In a study of 94 children, 60% of 70 patients who were initially tolerant of heated milk products became tolerant of all forms of milk, and 26% were able to regularly tolerate some form of heated milk or cheese, Dr. Sampson said.
During the study, in which children were followed-up for a median of 31 months, patients who demonstrated tolerance to heated milk in the form of muffins or waffles underwent sequential challenges to foods such as pizza, macaroni and cheese, and unheated milk. Immunologic parameters such as skin prick tests and milk-specific immunoglobulin E levels were measured regularly. Only 9 of these children (13%) later chose to avoid all forms of milk, he said.
"If children could initially tolerate the baked form of milk, they were 16 times more likely to develop complete tolerance than an age-matched control group," Dr. Sampson added. In these children, the median time to unheated milk tolerance was 21 months, he said.
However, children who were initially reactive to heated or baked milk products fared more poorly: Only 8% could eventually tolerate unheated milk, and 13% were able to tolerate only heated milk products or cheese. The rest had to avoid milk products completely.
Although children in the group who were initially tolerant to baked milk products were regularly eating these products, only 2 developed serious symptoms — 1 was diagnosed with ulcerative colitis, and another with eosinophilic esophagitis. In the group of children who were initially reactive to baked milk products, 1 developed eosinophilic esophagitis.
Among the 75 children who regularly incorporated heated milk products into their diets, milk skin prick test wheal sizes decreased substantially (from a mean of 8 mm to 6.7 mm; P = .0001), although milk-specific immunoglobulin E levels did not change significantly.
Interventions to desensitize children to food allergens by gradually exposing them to the foods that cause symptoms have become a hot topic for research among allergists, commented Wesley Burks, MD, professor of pediatrics and chief of the Division of Pediatric Allergy and Immunology at Duke University Medical Center, Durham, North Carolina. Although such research is still in its infancy, it has contributed some real insights into the kind of treatments that might be helpful in resolving patients' food allergies, he added.
These food allergy interventions consist of baked forms of the food, oral immunotherapy (or gradually increasing doses of the foods), and sublingual tablets containing tiny doses of the allergen. A variety of abstracts on such approaches were presented at the AAAAI meeting. "These studies have very small numbers, and we're still trying to figure out the right doses and the right way to accomplish desensitization," Dr. Burks said. "These studies are very exciting and encouraging, but at the same time, they're complicated and time consuming. In many ways, they can be seen as preliminary," he added.
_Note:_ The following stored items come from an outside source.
//! Tag normalization: multi-word phrases, at most 13 tags of at most 20 chars.

use crate::validation::{MAX_TAGS, MAX_TAG_LENGTH};
use std::collections::HashSet;

/// Single-word tags and the phrases that replace them.
pub const SINGLE_WORD_TAG_FIXES: &[(&str, &str)] = &[
    ("hypoallergenic", "hypoallergenic earrings"),
    ("lightweight", "lightweight earrings"),
    ("handmade", "handmade jewelry"),
    ("botanical", "botanical jewelry"),
    ("minimalist", "minimalist style"),
    ("romantic", "romantic jewelry"),
    ("elegant", "elegant jewelry"),
    ("vintage", "vintage style"),
    ("boho", "boho style"),
    ("kawaii", "kawaii jewelry"),
    ("cottagecore", "cottagecore style"),
    ("coquette", "coquette aesthetic"),
    ("trendy", "trendy jewelry"),
];

/// Single words that read as a style rather than a product.
pub const STYLE_WORDS: &[&str] = &["boho", "kawaii", "coquette", "cottagecore"];

/// Single words left alone.
pub const EXEMPT_WORDS: &[&str] = &["handmade", "unique", "artisan"];

/// Appended to the list while there is room.
pub const CORE_TAGS: &[&str] = &["polymer clay earrings", "handmade in poland", "gift for her"];

/// Single words this long or longer are left as they are.
const SUFFIX_MAX_WORD_LEN: usize = 15;

/// Normalizes one tag.
///
/// Every returned tag fits in [`MAX_TAG_LENGTH`] chars, including the
/// phrases produced by the substitution table. "hypoallergenic earrings"
/// and "polymer clay earrings" are longer than that, so they come out
/// clamped to "hypoallergenic" and "polymer clay".
pub fn fix_tag(tag: &str) -> String {
    let tag = tag.trim().to_lowercase();

    let phrase = if tag == "polymer clay" {
        "polymer clay earrings".to_string()
    } else if let Some((_, fixed)) = SINGLE_WORD_TAG_FIXES.iter().find(|(word, _)| *word == tag) {
        fixed.to_string()
    } else if !tag.contains(' ') && tag.chars().count() < SUFFIX_MAX_WORD_LEN {
        if tag.ends_with('s') || EXEMPT_WORDS.contains(&tag.as_str()) {
            tag
        } else if STYLE_WORDS.contains(&tag.as_str()) {
            format!("{tag} style")
        } else {
            format!("{tag} earrings")
        }
    } else {
        tag
    };

    clamp_tag(&phrase)
}

/// Drops the trailing word when that is enough, otherwise cuts at 20 chars.
pub fn clamp_tag(tag: &str) -> String {
    if tag.chars().count() <= MAX_TAG_LENGTH {
        return tag.to_string();
    }
    let words: Vec<&str> = tag.split_whitespace().collect();
    if words.len() > 1 {
        let shortened = words[..words.len() - 1].join(" ");
        if shortened.chars().count() <= MAX_TAG_LENGTH {
            return shortened;
        }
    }
    tag.chars()
        .take(MAX_TAG_LENGTH)
        .collect::<String>()
        .trim_end()
        .to_string()
}

/// Fixes every tag, removes case-insensitive duplicates (first one wins),
/// backfills [`CORE_TAGS`] while there is room and caps the list at 13.
pub fn fix_tags<S: AsRef<str>>(tags: &[S]) -> Vec<String> {
    let mut fixed_tags: Vec<String> = Vec::new();
    let mut seen: HashSet<String> = HashSet::new();

    for tag in tags.iter().map(AsRef::as_ref) {
        if tag.trim().is_empty() {
            continue;
        }
        let fixed = fix_tag(tag);
        if seen.insert(fixed.to_lowercase()) {
            fixed_tags.push(fixed);
        }
    }

    for core in CORE_TAGS {
        if fixed_tags.len() >= MAX_TAGS {
            break;
        }
        let core = clamp_tag(core);
        if seen.insert(core.clone()) {
            fixed_tags.push(core);
        }
    }

    fixed_tags.truncate(MAX_TAGS);
    fixed_tags
}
Yet data are beginning to accumulate on the desensitization approach to a range of food allergies, including allergies to peanuts, milk, and eggs. Using baked forms of a food allergen as a way to desensitize patients has proven promising for egg allergies as well, Dr. Sampson said. "Regularly putting baked forms of a food into an allergic person's diet may be a useful way to bring about tolerance," he said.
In addition, Dr. Burks' work indicates that both sublingual and oral immunotherapies may be helpful in overcoming food allergies, although there are clear differences between the approaches.
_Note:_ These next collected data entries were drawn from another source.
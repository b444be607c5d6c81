use reqwest::Client;
use std::time::Duration;

const REQUEST_TIMEOUT_SECS: u64 = 15;
const CONNECT_TIMEOUT_SECS: u64 = 5;

/// Shared HTTP client settings for the token endpoint and the REST API.
pub fn build_client() -> Client {
    Client::builder()
        .timeout(Duration::from_secs(REQUEST_TIMEOUT_SECS))
        .connect_timeout(Duration::from_secs(CONNECT_TIMEOUT_SECS))
        .build()
        .unwrap_or_else(|_| Client::new())
}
In a study of 30 children with milk allergies, the efficacy and safety of sublingual immunotherapy (SLIT; with a maintenance dose of 7 mg a day) and oral immunotherapy (1000 - 2000 mg/day) were compared for the first time in a study presented here at the AAAAI meeting.
After 3 months of maintenance, the median oral food challenge threshold was 940 mg in the SLIT group vs 6140 to 8140 mg in the oral immunotherapy group (P = .001).
Results indicated that of 6 children in the SLIT group who completed a final oral food challenge, only 1 could tolerate a full challenge dose. However, symptoms from immunotherapy were more severe in the oral immunotherapy group than in the SLIT group. Antihistamines were used for 1% of children who received SLIT and 18% of those who received oral immunotherapy. Epinephrine was used twice during SLIT, and 4 times during oral immunotherapy.
"At the doses used, oral immunotherapy was more efficacious than SLIT in desensitizing to milk, but was associated with more frequent adverse events," the authors wrote in their conclusion.
Dr. Burks and Dr. Sampson have disclosed no relevant financial relationships.
American Academy of Allergy, Asthma & Immunology (AAAAI) 2011 Annual Meeting; Abstract 91, Abstract 266. Presented March 19, 2011.